The Red Spotted Blenny requires an established reef with plenty of live macro algae growing. It does not usually eat hair or string algae. Although it may occasionally nip at select clams and SPS corals, the Red Spotted Blenny rarely causes any real damage to corals or invertebrates. Providing plenty of live rock with microalgae for it to graze on should keep it pre-occupied and its belly full.
The Red Spotted Blenny is an interesting reef fish that will spend much of its time perched on corals or rocks. It is generally a peaceful fish, however it may behave aggressively towards smaller blennies. They are best kept singly unless a pair is added to a larger reef aquarium of 200 gallons or more.

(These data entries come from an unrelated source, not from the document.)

impl Sandbox {
    fn new() -> Self {
        Self {
            dir: TempDir::new().expect("failed to create temp dir"),
        }
    }

    fn cmd(&self) -> Command {
        let mut cmd = Command::new(FICE_BIN);
        cmd.env("HOME", self.dir.path())
            .env("XDG_CONFIG_HOME", self.dir.path().join("config"))
            .env("XDG_DATA_HOME", self.dir.path().join("data"))
            .env_remove("FICE_LOG")
            .env_remove("HTTP_PROXY")
            .env_remove("http_proxy")
            .env_remove("ALL_PROXY")
            .env_remove("all_proxy");
        cmd
    }

    fn storage_path(&self) -> PathBuf {
        self.dir
            .path()
            .join("data")
            .join("fice-dashboard")
            .join("storage.json")
    }

    fn config_path(&self) -> PathBuf {
        self.dir
            .path()
            .join("config")
            .join("fice-dashboard")
            .join("config.toml")
    }

    fn login(&self, email: &str) {
        self.cmd().args(["login", email]).assert().success();
    }

    fn write_config(&self, content: &str) {
        let path = self.config_path();
        std::fs::create_dir_all(path.parent().expect("config dir")).expect("mkdir");
        std::fs::write(&path, content).expect("write config");
    }
}

/// Answers one HTTP request with `status` and `body`; joins to the raw request.
fn serve_once(status: &'static str, body: &'static str) -> (String, thread::JoinHandle<String>) {
    let listener = TcpListener::bind("127.0.0.1:0").expect("bind");
    let addr = format!("http://{}", listener.local_addr().expect("local addr"));
    let handle = thread::spawn(move || {
        let (stream, _) = listener.accept().expect("accept");
        let mut reader = BufReader::new(stream);
        let mut request = String::new();
        let mut content_length = 0usize;
        loop {
            let mut line = String::new();
            reader.read_line(&mut line).expect("read line");
            if let Some(v) = line.to_lowercase().strip_prefix("content-length:") {
                content_length = v.trim().parse().expect("content length");
            }
            request.push_str(&line);
            if line == "\r\n" {
                break;
            }
        }
        let mut payload = vec![0u8; content_length];
        reader.read_exact(&mut payload).expect("read body");
        request.push_str(&String::from_utf8_lossy(&payload));
        let response = format!(
            "HTTP/1.1 {}\r\nContent-Length: {}\r\nConnection: close\r\n\r\n{}",
            status,
            body.len(),
            body
        );
        reader
            .get_mut()
            .write_all(response.as_bytes())
            .expect("write response");
        request
    });
    (addr, handle)
}

// ---------------------------------------------------------------------------
// Session
// ---------------------------------------------------------------------------

#[test]
fn test_whoami_anonymous() {
    let sandbox = Sandbox::new();
    sandbox
        .cmd()
        .arg("whoami")
        .assert()
        .success()
        .stdout(predicate::str::contains("Not logged in (viewing u_user)"));
}

#[test]
fn test_login_persists_session() {
    let sandbox = Sandbox::new();
    sandbox
        .cmd()
        .args(["login", "user@devioz.pe"])
        .assert()
        .success()
        .stdout(predicate::str::contains("Logged in as user@devioz.pe (User)"));
    assert!(sandbox.storage_path().exists());

    sandbox
        .cmd()
        .arg("whoami")
        .assert()
        .success()
        .stdout(predicate::str::contains("user@devioz.pe (u_user, User)"));
}

#[test]
fn test_login_unknown_email_fails() {
    let sandbox = Sandbox::new();
    sandbox
        .cmd()
        .args(["login", "nobody@devioz.pe"])
        .assert()
        .failure()
        .stderr(predicate::str::contains("Invalid credentials"));
    assert!(!sandbox.storage_path().exists());
}

#[test]
fn test_logout() {
    let sandbox = Sandbox::new();
    sandbox
        .cmd()
        .arg("logout")
        .assert()
        .success()
        .stdout(predicate::str::contains("Not logged in"));

    sandbox.login("admin@devioz.pe");
    sandbox
        .cmd()
        .arg("logout")
        .assert()
        .success()
        .stdout(predicate::str::contains("Logged out"));
    sandbox
        .cmd()
        .arg("whoami")
        .assert()
        .stdout(predicate::str::contains("Not logged in"));
}

#[test]
fn test_role_requires_login() {
    let sandbox = Sandbox::new();
    sandbox
        .cmd()
        .args(["role", "admin"])
        .assert()
        .failure()
        .stderr(predicate::str::contains("Not logged in"));
}

#[test]
fn test_role_switch_updates_session() {
    let sandbox = Sandbox::new();
    sandbox.login("user@devioz.pe");
    sandbox
        .cmd()
        .args(["role", "admin"])
        .assert()
        .success()
        .stdout(predicate::str::contains("Role set to Admin"));
    sandbox
        .cmd()
        .arg("whoami")
        .assert()
        .stdout(predicate::str::contains("(u_user, Admin)"));
}

#[test]
fn test_register_without_backend_fails() {
    let sandbox = Sandbox::new();
    sandbox
        .cmd()
        .args(["register", "new@devioz.pe"])
        .assert()
        .failure()
        .stderr(predicate::str::contains("TALC base URL is not configured"));
    assert!(!sandbox.storage_path().exists());
}

#[test]
fn test_register_posts_to_backend() {
    let sandbox = Sandbox::new();
    let (addr, handle) = serve_once("201 Created", r#"{"id":"u_new"}"#);
    sandbox.write_config(&format!("[backend]\ntalc_base_url = \"{}\"\n", addr));

    sandbox
        .cmd()
        .args(["register", "new@devioz.pe", "--password", "s3cret"])
        .assert()
        .success()
        .stdout(predicate::str::contains("Registered new@devioz.pe"));

    let request = handle.join().expect("server thread").to_lowercase();
    assert!(request.starts_with("post /auth/register"));
    assert!(request.contains(r#""email":"new@devioz.pe""#));
}

#[test]
fn test_register_reports_backend_error() {
    let sandbox = Sandbox::new();
    let (addr, handle) = serve_once("409 Conflict", r#"{"message":"Email already registered"}"#);
    sandbox.write_config(&format!("[backend]\ntalc_base_url = \"{}\"\n", addr));

    sandbox
        .cmd()
        .args(["register", "user@devioz.pe"])
        .assert()
        .failure()
        .stderr(predicate::str::contains("Error: Email already registered"));
    handle.join().expect("server thread");
}

// ---------------------------------------------------------------------------
// Layout
// ---------------------------------------------------------------------------

#[test]
fn test_layout_show_default() {
    let sandbox = Sandbox::new();
    sandbox
        .cmd()
        .args(["layout", "show"])
        .assert()
        .success()
        .stdout(predicate::str::contains("Layout (default)"))
        .stdout(predicate::str::contains(" 1. identity_summary"))
        .stdout(predicate::str::contains(" 5. recent_audit"));
}

#[test]
fn test_layout_show_uses_role_default() {
    let sandbox = Sandbox::new();
    sandbox.login("admin@devioz.pe");
    sandbox
        .cmd()
        .args(["layout", "show"])
        .assert()
        .success()
        .stdout(predicate::str::contains("Layout (default for Admin)"))
        .stdout(predicate::str::contains(" 1. integrity_status"));
}

#[test]
fn test_layout_reset_writes_custom_layout() {
    let sandbox = Sandbox::new();
    sandbox.login("admin@devioz.pe");
    sandbox
        .cmd()
        .args(["layout", "reset"])
        .assert()
        .success()
        .stdout(predicate::str::contains("Layout reset"));

    let storage = std::fs::read_to_string(sandbox.storage_path()).expect("storage written");
    assert!(storage.contains("fice.dashboard.layout.v1"));

    sandbox
        .cmd()
        .args(["layout", "show"])
        .assert()
        .success()
        .stdout(predicate::str::contains("Layout (custom)"))
        .stdout(predicate::str::contains(" 1. identity_summary"));
}

#[test]
fn test_layout_path() {
    let sandbox = Sandbox::new();
    sandbox
        .cmd()
        .args(["layout", "path"])
        .assert()
        .success()
        .stdout(predicate::str::contains(
            sandbox.storage_path().display().to_string(),
        ));
}

// ---------------------------------------------------------------------------
// Data
// ---------------------------------------------------------------------------

#[test]
fn test_list_inputs_for_fallback_user() {
    let sandbox = Sandbox::new();
    sandbox
        .cmd()
        .args(["list", "inputs"])
        .assert()
        .success()
        .stdout(predicate::str::starts_with("ID"))
        .stdout(predicate::str::contains("savings"))
        .stdout(predicate::str::contains("S/ 800"));
}

#[test]
fn test_list_users() {
    let sandbox = Sandbox::new();
    sandbox.login("user@devioz.pe");
    sandbox
        .cmd()
        .args(["list", "users"])
        .assert()
        .success()
        .stdout(predicate::str::contains("admin@devioz.pe"))
        .stdout(predicate::str::contains("user@devioz.pe"));
}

Maintaining Ammonia at 0 ppm, Nitrites at 0 ppm, and Nitrates below 10ppm will help to keep your Red Spotted Blenny happy and healthy. We recommend doing a water change soon after Nitrates rise above 10 ppm. Maintaining proper calcium (420-440 ppm), alkalinity (8-9.5 dkh - run it 7-8 if you are carbon dosing), and magnesium levels (1260-1350 ppm) will help to keep pH stable in the 8.1-8.4 range. We recommend a specific gravity of 1.024-1.026 with 1.025 being ideal for fish. Temperature should remain stable as well and should stay within a 2 degree range.
The Red Spotted Blenny requires an established reef aquarium with plenty of live macro algae growing in it. You can supplement its diet with live macro algae, such as Macro Feast, 1-2 times per week. Try using a rubber-band to attach the algae to a small rock or pvc pipe and place it in the sand bed.
Hint: Ruber-banding algae to bit of tonga branch rock looks the most natural and will stay in place the best.
Soaking all fish food (even algae) with vitamins will help keep your fish healthier and make them less susceptible to disease. We recommend soaking food in garlic as well when adding new fish and whenever your notice ich or other disease in the aquarium. Garlic will help repel external parasites and will boost the fishes immunity.
Remember to feed slowly. Leftover food will cause nitrates and phosphates to rise. If you see food falling to the sand bed and into the rocks, you should feed slower and give the fish a chance to eat before adding a little more. Using a turkey baster allows you to target food to different fish. For example you can feed the aggressive fish on one side of the tank and then squirt a little bit on the other side for the less aggressive fish. This way all the fish get a chance to eat enough.